Efficacy of Nivolumab for Recurrent IDH Mutated High-Grade Gliomas
Status:
Active, not recruiting
Trial end date:
2021-06-01
Target enrollment:
Participant gender:
Summary
Immune checkpoint blockade therapies targeting the immunomodulatory effect of cytotoxic
T-lymphocyte antigen (CTLA-4) and programmed cell death-1/ Programmed death-ligand 1
(PD-1/PD-L1) have recently demonstrated survival benefit and durable response in phase III
trials in several human cancers, especially in tumors that bear high mutation load and/or
tumor-associated neoantigen signatures.
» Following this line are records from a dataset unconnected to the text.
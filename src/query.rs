use crate::index::SeriesIndex;
use crate::types::{DataPoint, TagSet, Timestamp};
use rayon::prelude::*;

/// Executes a range query against the index.
///
/// # Arguments
/// * `index` - The index to scan (caller holds the read side of the store lock).
/// * `metric` - The metric to query.
/// * `time_start` / `time_end` - Half-open window `[time_start, time_end)`.
/// * `filters` - Optional tag filter. Only observations carrying every
///   key-value pair in the filter are returned; `None` or an empty filter
///   admits everything.
///
/// # Returns
/// Matching observations ordered by timestamp ascending, ties broken by
/// insertion order. An unknown metric or a window with `time_end <=
/// time_start` yields an empty list.
pub fn execute_query(
    index: &SeriesIndex,
    metric: &str,
    time_start: Timestamp,
    time_end: Timestamp,
    filters: Option<&TagSet>,
) -> Vec<DataPoint> {
    if time_end <= time_start {
        return Vec::new();
    }
    let Some(map) = index.metric_map(metric) else {
        return Vec::new();
    };

    // Flatten the window first; the parallel filter preserves input order on
    // collect, keeping timestamp order and bucket order intact.
    let window: Vec<&DataPoint> = map
        .range(time_start..time_end)
        .flat_map(|(_, bucket)| bucket.iter())
        .collect();

    window
        .into_par_iter()
        .filter(|point| matches_filters(point, filters))
        .cloned()
        .collect()
}

/// Checks whether an observation's tags contain every key-value pair in the
/// filter. A missing or empty filter admits everything.
#[inline]
pub fn matches_filters(point: &DataPoint, filters: Option<&TagSet>) -> bool {
    let Some(filter) = filters else {
        return true;
    };
    if filter.is_empty() {
        return true;
    }
    // The point must carry at least as many tags as the filter asks for.
    if point.tags.len() < filter.len() {
        return false;
    }
    filter
        .iter()
        .all(|(key, value)| point.tags.get(key) == Some(value))
}

#[cfg(test)]
mod tests {
    use super::*;

    fn create_tags(pairs: &[(&str, &str)]) -> TagSet {
        pairs
            .iter()
            .map(|(k, v)| (k.to_string(), v.to_string()))
            .collect()
    }

    fn point(metric: &str, ts: Timestamp, value: f64, tags: TagSet) -> DataPoint {
        DataPoint {
            timestamp: ts,
            metric: metric.to_string(),
            value,
            tags,
        }
    }

    fn populated_index() -> SeriesIndex {
        let mut index = SeriesIndex::default();
        index.insert(point(
            "cpu.usage",
            100,
            1.0,
            create_tags(&[("host", "server1"), ("region", "us-east")]),
        ));
        index.insert(point(
            "cpu.usage",
            200,
            2.0,
            create_tags(&[("host", "server2"), ("region", "us-east")]),
        ));
        index.insert(point(
            "cpu.usage",
            300,
            3.0,
            create_tags(&[("host", "server3"), ("region", "us-west")]),
        ));
        index
    }

    #[test]
    fn query_time_window_is_half_open() {
        let index = populated_index();

        let all = execute_query(&index, "cpu.usage", 100, 301, None);
        assert_eq!(all.len(), 3);

        // Upper bound exclusive.
        let partial = execute_query(&index, "cpu.usage", 100, 300, None);
        assert_eq!(partial.len(), 2);
        assert_eq!(partial[0].timestamp, 100);
        assert_eq!(partial[1].timestamp, 200);

        // Lower bound inclusive.
        let from_200 = execute_query(&index, "cpu.usage", 200, 301, None);
        assert_eq!(from_200.len(), 2);
    }

    #[test]
    fn degenerate_window_yields_empty() {
        let index = populated_index();
        assert!(execute_query(&index, "cpu.usage", 200, 200, None).is_empty());
        assert!(execute_query(&index, "cpu.usage", 300, 100, None).is_empty());
    }

    #[test]
    fn unknown_metric_yields_empty() {
        let index = populated_index();
        assert!(execute_query(&index, "no.such.metric", 0, u64::MAX, None).is_empty());
    }

    #[test]
    fn filter_selects_subset_matches() {
        let index = populated_index();

        let east = create_tags(&[("region", "us-east")]);
        let results = execute_query(&index, "cpu.usage", 0, u64::MAX, Some(&east));
        assert_eq!(results.len(), 2);

        let host1 = create_tags(&[("host", "server1")]);
        let results = execute_query(&index, "cpu.usage", 0, u64::MAX, Some(&host1));
        assert_eq!(results.len(), 1);
        assert_eq!(results[0].value, 1.0);

        let both = create_tags(&[("host", "server2"), ("region", "us-east")]);
        let results = execute_query(&index, "cpu.usage", 0, u64::MAX, Some(&both));
        assert_eq!(results.len(), 1);
        assert_eq!(results[0].value, 2.0);

        let nothing = create_tags(&[("host", "serverX")]);
        assert!(execute_query(&index, "cpu.usage", 0, u64::MAX, Some(&nothing)).is_empty());
    }

    #[test]
    fn empty_filter_admits_everything() {
        let index = populated_index();
        let empty = TagSet::new();
        assert_eq!(
            execute_query(&index, "cpu.usage", 0, u64::MAX, Some(&empty)).len(),
            3
        );
        assert_eq!(execute_query(&index, "cpu.usage", 0, u64::MAX, None).len(), 3);
    }

    #[test]
    fn ties_keep_insertion_order() {
        let mut index = SeriesIndex::default();
        index.insert(point("m", 100, 1.0, create_tags(&[("host", "a")])));
        index.insert(point("m", 100, 2.0, create_tags(&[("host", "b")])));
        index.insert(point("m", 100, 3.0, create_tags(&[("host", "c")])));

        let results = execute_query(&index, "m", 100, 101, None);
        let values: Vec<f64> = results.iter().map(|p| p.value).collect();
        assert_eq!(values, vec![1.0, 2.0, 3.0]);
    }

    #[test]
    fn matches_filters_subset_semantics() {
        let tags = create_tags(&[("host", "server1"), ("region", "us-east")]);
        let p = point("m", 1, 1.0, tags);

        assert!(matches_filters(&p, None));
        assert!(matches_filters(&p, Some(&TagSet::new())));
        assert!(matches_filters(&p, Some(&create_tags(&[("host", "server1")]))));
        assert!(matches_filters(
            &p,
            Some(&create_tags(&[("host", "server1"), ("region", "us-east")]))
        ));
        assert!(!matches_filters(&p, Some(&create_tags(&[("host", "server2")]))));
        assert!(!matches_filters(&p, Some(&create_tags(&[("absent", "x")]))));
        assert!(!matches_filters(
            &p,
            Some(&create_tags(&[
                ("host", "server1"),
                ("region", "us-east"),
                ("extra", "tag")
            ]))
        ));

        let untagged = point("m", 1, 1.0, TagSet::new());
        assert!(matches_filters(&untagged, None));
        assert!(!matches_filters(&untagged, Some(&create_tags(&[("host", "a")]))));
    }
}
The aim of these treatments is to restore effector
T-cell function and antitumor activity, which could be enhanced in the context of high
mutational/neoantigen load. In Isocitrate DeHydrogenase mutated High Grade Gliomas (IDHm
HGGs), acquired resistance to alkylating chemotherapy frequently results from the
inactivation of mismatch-repair (MMR) proteins which in turn leads to the acquisition of a
hypermutator phenotype. These findings suggest that at least in a subset of recurrent IDHm
HGGs immune checkpoint blockade therapies may be particularly effective. IDHm HGGs most
frequently occur in young adults. The first line treatment consists of maximal safe surgical
resection followed by radiotherapy and adjuvant alkylating chemotherapy (Temozolomide or
Procarbazine-CCNU-Vincristine regimen (PCV)). Despite these treatments, most IDHm HGGs
recurred in few years. There is no standard of care at recurrence and the median overall
survival after it is less than 3 years.
The investigators make the hypothesis that treatment with the anti-PD-1 monoclonal antibody
Nivolumab will improve 24 weeks progression-free survival in IDHm HGGs that have recurred
after initial treatment with radiotherapy and alkylating chemotherapy.